Dataset excerpts:
..........
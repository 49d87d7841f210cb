use crate::config::PanelConfig;
use chrono::{DateTime, Local};
use panelog_parser::ProgressUpdate;
use ringbuf::{
    HeapRb,
    traits::{Consumer, Observer, RingBuffer},
};
use std::sync::{Mutex, MutexGuard, PoisonError};

/// mutable state of one panel, guarded by the panel's mutex
pub struct PanelState {
    lines: HeapRb<String>,
    progress: Option<ProgressUpdate>,
    last_update: Option<DateTime<Local>>,
    dirty: bool,
    unavailable: Vec<String>,
    total_received: u64,
}

impl PanelState {
    /// `capacity` must be at least 1
    pub fn new(capacity: usize) -> Self {
        Self {
            lines: HeapRb::new(capacity),
            progress: None,
            last_update: None,
            dirty: false,
            unavailable: Vec::new(),
            total_received: 0,
        }
    }

    /// appends a line, returning the evicted oldest line when the ring is full
    pub fn push_line(&mut self, line: String) -> Option<String> {
        self.total_received += 1;
        self.touch();
        self.lines.push_overwrite(line)
    }

    pub fn set_progress(&mut self, progress: ProgressUpdate) {
        self.progress = Some(progress);
        self.touch();
    }

    pub fn mark_unavailable(&mut self, source_name: impl Into<String>) {
        let source_name = source_name.into();
        if !self.unavailable.contains(&source_name) {
            self.unavailable.push(source_name);
        }
        self.dirty = true;
    }

    pub fn clear(&mut self) {
        self.lines.clear();
        self.progress = None;
        self.dirty = true;
    }

    pub fn lines(&self) -> impl Iterator<Item = &String> {
        self.lines.iter()
    }

    pub fn len(&self) -> usize {
        self.lines.occupied_len()
    }

    pub fn is_empty(&self) -> bool {
        self.lines.is_empty()
    }

    pub fn capacity(&self) -> usize {
        self.lines.capacity().get()
    }

    pub fn progress(&self) -> Option<&ProgressUpdate> {
        self.progress.as_ref()
    }

    pub fn last_update(&self) -> Option<DateTime<Local>> {
        self.last_update
    }

    pub fn is_dirty(&self) -> bool {
        self.dirty
    }

    fn touch(&mut self) {
        self.last_update = Some(Local::now());
        self.dirty = true;
    }
}

/// immutable copy of a panel taken for rendering
#[derive(Debug, Clone, PartialEq)]
pub struct PanelSnapshot {
    pub name: String,
    pub title: String,
    pub style: String,
    pub ratio: u16,
    pub lines: Vec<String>,
    pub progress: Option<ProgressUpdate>,
    pub last_update: Option<DateTime<Local>>,
    pub unavailable: Vec<String>,
    pub total_received: u64,
    pub capacity: usize,
}

/// a registered panel: its fixed config plus its guarded state
pub struct Panel {
    config: PanelConfig,
    state: Mutex<PanelState>,
}

impl Panel {
    pub fn new(config: PanelConfig, capacity: usize) -> Self {
        Self {
            config,
            state: Mutex::new(PanelState::new(capacity)),
        }
    }

    pub fn config(&self) -> &PanelConfig {
        &self.config
    }

    pub fn name(&self) -> &str {
        &self.config.name
    }

    /// runs `f` with exclusive access to the state
    ///
    /// All mutation goes through here so concurrent writers to the same panel
    /// serialize while other panels stay independent.
    pub fn update<R>(&self, f: impl FnOnce(&mut PanelState) -> R) -> R {
        f(&mut self.lock())
    }

    pub fn is_dirty(&self) -> bool {
        self.lock().is_dirty()
    }

    /// snapshot without touching the dirty flag
    pub fn snapshot(&self) -> PanelSnapshot {
        let state = self.lock();
        self.make_snapshot(&state)
    }

    /// snapshot and clear the dirty flag, or `None` if nothing changed
    pub fn take_dirty_snapshot(&self) -> Option<PanelSnapshot> {
        let mut state = self.lock();
        if !state.dirty {
            return None;
        }
        state.dirty = false;
        Some(self.make_snapshot(&state))
    }

    fn make_snapshot(&self, state: &PanelState) -> PanelSnapshot {
        PanelSnapshot {
            name: self.config.name.clone(),
            title: self.config.title.clone(),
            style: self.config.style.clone(),
            ratio: self.config.ratio,
            lines: state.lines().cloned().collect(),
            progress: state.progress.clone(),
            last_update: state.last_update,
            unavailable: state.unavailable.clone(),
            total_received: state.total_received,
            capacity: state.capacity(),
        }
    }

    fn lock(&self) -> MutexGuard<'_, PanelState> {
        // a writer that panicked mid-update leaves at worst a partial line list
        self.state.lock().unwrap_or_else(PoisonError::into_inner)
    }
}

#[cfg(test)]
mod tests {
    use super::*;

    fn panel(capacity: usize) -> Panel {
        Panel::new(PanelConfig::new("p", 1), capacity)
    }

    #[test]
    fn test_fifo_eviction() {
        let panel = panel(3);
        for i in 0..5 {
            panel.update(|state| state.push_line(format!("line {}", i)));
        }

        let snapshot = panel.snapshot();
        assert_eq!(snapshot.lines, vec!["line 2", "line 3", "line 4"]);
        assert_eq!(snapshot.total_received, 5);
        assert_eq!(snapshot.capacity, 3);
    }

    #[test]
    fn test_push_returns_evicted_line() {
        let panel = panel(1);
        assert_eq!(panel.update(|s| s.push_line("a".to_string())), None);
        assert_eq!(
            panel.update(|s| s.push_line("b".to_string())),
            Some("a".to_string())
        );
    }

    #[test]
    fn test_fewer_lines_than_capacity() {
        let panel = panel(10);
        panel.update(|s| s.push_line("only".to_string()));
        assert_eq!(panel.snapshot().lines, vec!["only"]);
    }

    #[test]
    fn test_dirty_snapshot_clears_flag() {
        let panel = panel(4);
        assert!(panel.take_dirty_snapshot().is_none());

        panel.update(|s| s.push_line("x".to_string()));
        assert!(panel.is_dirty());
        let snapshot = panel.take_dirty_snapshot().unwrap();
        assert_eq!(snapshot.lines, vec!["x"]);
        assert!(snapshot.last_update.is_some());

        assert!(!panel.is_dirty());
        assert!(panel.take_dirty_snapshot().is_none());
    }

    #[test]
    fn test_plain_snapshot_keeps_dirty_flag() {
        let panel = panel(4);
        panel.update(|s| s.push_line("x".to_string()));
        let _ = panel.snapshot();
        assert!(panel.is_dirty());
    }

    #[test]
    fn test_progress_is_overwritten() {
        let panel = panel(4);
        panel.update(|s| s.set_progress(ProgressUpdate::new(10.0, 100.0, "sync")));
        panel.update(|s| s.set_progress(ProgressUpdate::new(3.0, 4.0, "copy")));

        let progress = panel.snapshot().progress.unwrap();
        assert_eq!(progress.current, 3.0);
        assert_eq!(progress.label, "copy");
    }

    #[test]
    fn test_clear() {
        let panel = panel(4);
        panel.update(|s| {
            s.push_line("x".to_string());
            s.set_progress(ProgressUpdate::new(1.0, 2.0, ""));
            s.clear();
        });
        let snapshot = panel.snapshot();
        assert!(snapshot.lines.is_empty());
        assert!(snapshot.progress.is_none());
        assert_eq!(snapshot.total_received, 1);
    }

    #[test]
    fn test_unavailable_sources_are_deduplicated() {
        let panel = panel(4);
        panel.update(|s| s.mark_unavailable("app.log"));
        panel.update(|s| s.mark_unavailable("app.log"));
        assert_eq!(panel.snapshot().unavailable, vec!["app.log"]);
    }
}
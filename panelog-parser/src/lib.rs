//! Line grammar for panelog.
//!
//! A log line selects its panel with an inline marker:
//!
//! ```text
//! [#network]connection established      -> panel "network"
//! 10:30:01 [#db]query took 12ms         -> panel "db", shown as "10:30:01 query took 12ms"
//! [@build]compiling (12/40)             -> progress for panel "build"
//! plain line                            -> no panel, routed to the default panel
//! ```
//!
//! Progress figures (`45%`, `3/10`, `(3/10)`) are recognised in any line by an
//! ordered list of [`ProgressPattern`]s that callers may replace.

mod progress;
mod tag;

pub use progress::{ProgressPattern, ProgressUpdate, default_patterns, extract_progress};
pub use tag::{ParseSkip, ParsedLine, TagKind, TagParser, TaggedLine, is_valid_panel_name};
use ratatui::{prelude::*, style::Color};
use std::str::FromStr;

pub const FALLBACK_PANEL_COLOR: Color = Color::Gray;

/// Resolves a panel style token ("cyan", "light_blue", "#ff8800", "208")
/// to a colour, falling back to gray for tokens ratatui does not know.
pub fn panel_color(token: &str) -> Color {
    let normalized = token.trim().to_lowercase().replace(['_', '-', ' '], "");
    match Color::from_str(&normalized) {
        Ok(color) => color,
        Err(_) => {
            log::warn!("Unknown panel style '{}', using gray", token);
            FALLBACK_PANEL_COLOR
        }
    }
}

pub const TEXT_FG_COLOR: Color = Color::Gray;

pub const MUTED_FG_COLOR: Color = Color::DarkGray;

pub const HEADER_STYLE: Style = Style::new().fg(Color::White).bg(Color::DarkGray);

pub const UNAVAILABLE_STYLE: Style = Style::new()
    .fg(Color::LightRed)
    .add_modifier(Modifier::BOLD);

pub const PROGRESS_FILLED_STYLE: Style = Style::new().fg(Color::LightGreen);

pub const PROGRESS_EMPTY_STYLE: Style = Style::new().fg(Color::DarkGray);

pub const INFO_STYLE: Style = Style::new().fg(Color::White);

pub const WARN_STYLE: Style = Style::new().fg(Color::LightYellow);

pub const ERROR_STYLE: Style = Style::new().fg(Color::LightRed);

pub const DEBUG_STYLE: Style = Style::new().fg(Color::LightGreen);

pub const DISPLAY_EVENT_STYLE: Style = Style::new()
    .fg(Color::Black)
    .bg(Color::Yellow)
    .add_modifier(Modifier::BOLD);

/// colour for a line of the viewer's own debug log
pub fn debug_line_style(line: &str) -> Style {
    if line.contains(" ERROR ") {
        ERROR_STYLE
    } else if line.contains(" WARN ") {
        WARN_STYLE
    } else if line.contains(" DEBUG ") || line.contains(" TRACE ") {
        DEBUG_STYLE
    } else {
        INFO_STYLE
    }
}
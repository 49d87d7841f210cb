use ratatui::layout::{Constraint, Layout, Rect};

/// Splits `area` into stacked rows whose heights follow `ratios`.
///
/// Rounding leftovers are distributed by the layout solver, so heights are
/// proportional within one row. Called on every draw, which makes a terminal
/// resize re-flow the panels.
pub fn split_by_ratio(area: Rect, ratios: &[u16]) -> Vec<Rect> {
    if ratios.is_empty() {
        return Vec::new();
    }

    Layout::vertical(ratios.iter().map(|&ratio| Constraint::Fill(ratio.max(1))))
        .split(area)
        .to_vec()
}
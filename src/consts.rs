/// Maximum valid year (inclusive); keeps partition years at four digits
pub const MAX_YEAR: u16 = 9999;

/// Maximum valid month (December)
pub const MAX_MONTH: u8 = 12;

/// Number of months in a year, the size of a whole-year month set
pub const MONTHS_PER_YEAR: usize = 12;

/// First day of month
pub const MIN_DAY: u8 = 1;

/// Length of the longest month
pub const MAX_DAY: u8 = 31;

/// Month number for January
pub const JANUARY: u8 = 1;
/// Month number for February
pub const FEBRUARY: u8 = 2;
/// Month number for December
pub const DECEMBER: u8 = 12;

/// Days in February for leap years
pub const FEBRUARY_DAYS_LEAP: u8 = 29;

/// Maximum days in each month (index 0 is unused, months are 1-indexed)
/// February shows 28 days (non-leap year default)
pub const DAYS_IN_MONTH: [u8; 13] = [
    0,  // index 0 unused (months are 1-indexed)
    31, // January
    28, // February (non-leap, adjusted by is_leap_year check)
    31, // March
    30, // April
    31, // May
    30, // June
    31, // July
    31, // August
    30, // September
    31, // October
    30, // November
    31, // December
];

/// Leap year occurs every 4 years
pub(crate) const LEAP_YEAR_CYCLE: u16 = 4;
/// Century years are not leap years unless...
pub(crate) const CENTURY_CYCLE: u16 = 100;
/// ...they are divisible by 400 (Gregorian calendar correction)
pub(crate) const GREGORIAN_CYCLE: u16 = 400;

/// Date component separator (ISO 8601 format)
pub const DATE_SEPARATOR: char = '-';
/// Month-first format separator (`M/D/YYYY`)
pub const MONTH_FIRST_SEPARATOR: char = '/';
/// Range separator for ISO ranges (`YYYY-MM-DD/YYYY-MM-DD`)
pub const RANGE_SEPARATOR: char = '/';
/// Range separator accepted with either date format (`M/D/YYYY..M/D/YYYY`)
pub const RANGE_DOTS: &str = "..";

/// Default partition column names
pub const DEFAULT_YEAR_COLUMN: &str = "year";
pub const DEFAULT_MONTH_COLUMN: &str = "month";
pub const DEFAULT_DAY_COLUMN: &str = "day";

/// Clause joiner for multi-line predicates
pub const MULTI_LINE_OR: &str = "\n  or ";
/// Clause joiner for single-line predicates
pub const SINGLE_LINE_OR: &str = " or ";
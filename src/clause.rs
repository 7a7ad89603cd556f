use std::fmt;

use serde::{Deserialize, Serialize};

use crate::{
    CalendarDate, CompileError, Day, Month, ShapeViolation, Year,
    render::{PartitionColumns, write_clause},
};

/// Months selected by a clause.
#[derive(Debug, Clone, PartialEq, Eq, Hash)]
pub enum MonthSet {
    /// Every month of the year; the clause filters on year only.
    All,
    One(Month),
    /// Two or more months, ascending and distinct.
    Many(Vec<Month>),
}

impl MonthSet {
    pub fn contains(&self, month: Month) -> bool {
        match self {
            Self::All => true,
            Self::One(m) => *m == month,
            Self::Many(months) => months.binary_search(&month).is_ok(),
        }
    }
}

/// One disjunct of a partition predicate, scoped to a single year.
///
/// A day list is only ever present alongside exactly one month.
#[derive(Debug, Clone, PartialEq, Eq, Hash, Serialize, Deserialize)]
#[serde(into = "ClauseRepr", try_from = "ClauseRepr")]
pub struct Clause {
    year:   Year,
    months: MonthSet,
    days:   Option<Vec<Day>>,
}

impl Clause {
    /// Builds a clause from a year, a month list and a day list.
    ///
    /// Empty `months` selects the whole year and empty `days` selects whole
    /// months. Both lists are sorted and deduplicated.
    ///
    /// # Errors
    /// `CompileError::IllegalClauseShape` when days are given with zero or
    /// several months, or when a day does not exist in the selected month.
    pub fn build(year: Year, months: &[Month], days: &[Day]) -> Result<Self, CompileError> {
        let months = sorted(months);
        let days = sorted(days);
        let illegal = |reason| CompileError::IllegalClauseShape { year, reason };

        if !days.is_empty() && months.len() > 1 {
            return Err(illegal(ShapeViolation::DaysWithMultipleMonths));
        }
        if months.is_empty() && !days.is_empty() {
            return Err(illegal(ShapeViolation::DaysWithoutMonth));
        }

        let months = if months.is_empty() {
            MonthSet::All
        } else if let [month] = months[..] {
            MonthSet::One(month)
        } else {
            MonthSet::Many(months)
        };

        let days = if days.is_empty() {
            None
        } else {
            if let MonthSet::One(month) = &months {
                let last = Day::last_of(year, *month);
                if let Some(past) = days.iter().find(|d| **d > last) {
                    return Err(illegal(ShapeViolation::DayPastMonthEnd(past.get())));
                }
            }
            Some(days)
        };

        Ok(Self { year, months, days })
    }

    pub const fn year(&self) -> Year {
        self.year
    }

    pub const fn months(&self) -> &MonthSet {
        &self.months
    }

    pub fn days(&self) -> Option<&[Day]> {
        self.days.as_deref()
    }

    pub const fn is_whole_year(&self) -> bool {
        matches!(self.months, MonthSet::All)
    }

    /// Whether the partition key of `date` satisfies this clause.
    pub fn matches(&self, date: &CalendarDate) -> bool {
        date.year() == self.year
            && self.months.contains(date.month())
            && self
                .days
                .as_ref()
                .is_none_or(|days| days.binary_search(&date.day()).is_ok())
    }
}

impl fmt::Display for Clause {
    fn fmt(&self, f: &mut fmt::Formatter<'_>) -> fmt::Result {
        write_clause(f, self, &PartitionColumns::default())
    }
}

fn sorted<T: Copy + Ord>(items: &[T]) -> Vec<T> {
    let mut items = items.to_vec();
    items.sort_unstable();
    items.dedup();
    items
}

/// Serialized form: `{"year": 2019, "months": [10], "days": [22, 23]}`.
/// `months` is omitted for a whole year and `days` when absent.
#[derive(Serialize, Deserialize)]
#[serde(deny_unknown_fields)]
struct ClauseRepr {
    year:   Year,
    #[serde(default, skip_serializing_if = "Option::is_none")]
    months: Option<Vec<Month>>,
    #[serde(default, skip_serializing_if = "Option::is_none")]
    days:   Option<Vec<Day>>,
}

impl From<Clause> for ClauseRepr {
    fn from(clause: Clause) -> Self {
        let months = match clause.months {
            MonthSet::All => None,
            MonthSet::One(month) => Some(vec![month]),
            MonthSet::Many(months) => Some(months),
        };
        Self {
            year: clause.year,
            months,
            days: clause.days,
        }
    }
}

impl TryFrom<ClauseRepr> for Clause {
    type Error = CompileError;

    fn try_from(repr: ClauseRepr) -> Result<Self, Self::Error> {
        Self::build(
            repr.year,
            repr.months.as_deref().unwrap_or_default(),
            repr.days.as_deref().unwrap_or_default(),
        )
    }
}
..........
• [Description of the task]:
What lines of the data contain the string "Result"? List them.

• [The answer]:
    pub fn build(year: Year, months: &[Month], days: &[Day]) -> Result<Self, CompileError> {
    fn fmt(&self, f: &mut fmt::Formatter<'_>) -> fmt::Result {
    fn try_from(repr: ClauseRepr) -> Result<Self, Self::Error> {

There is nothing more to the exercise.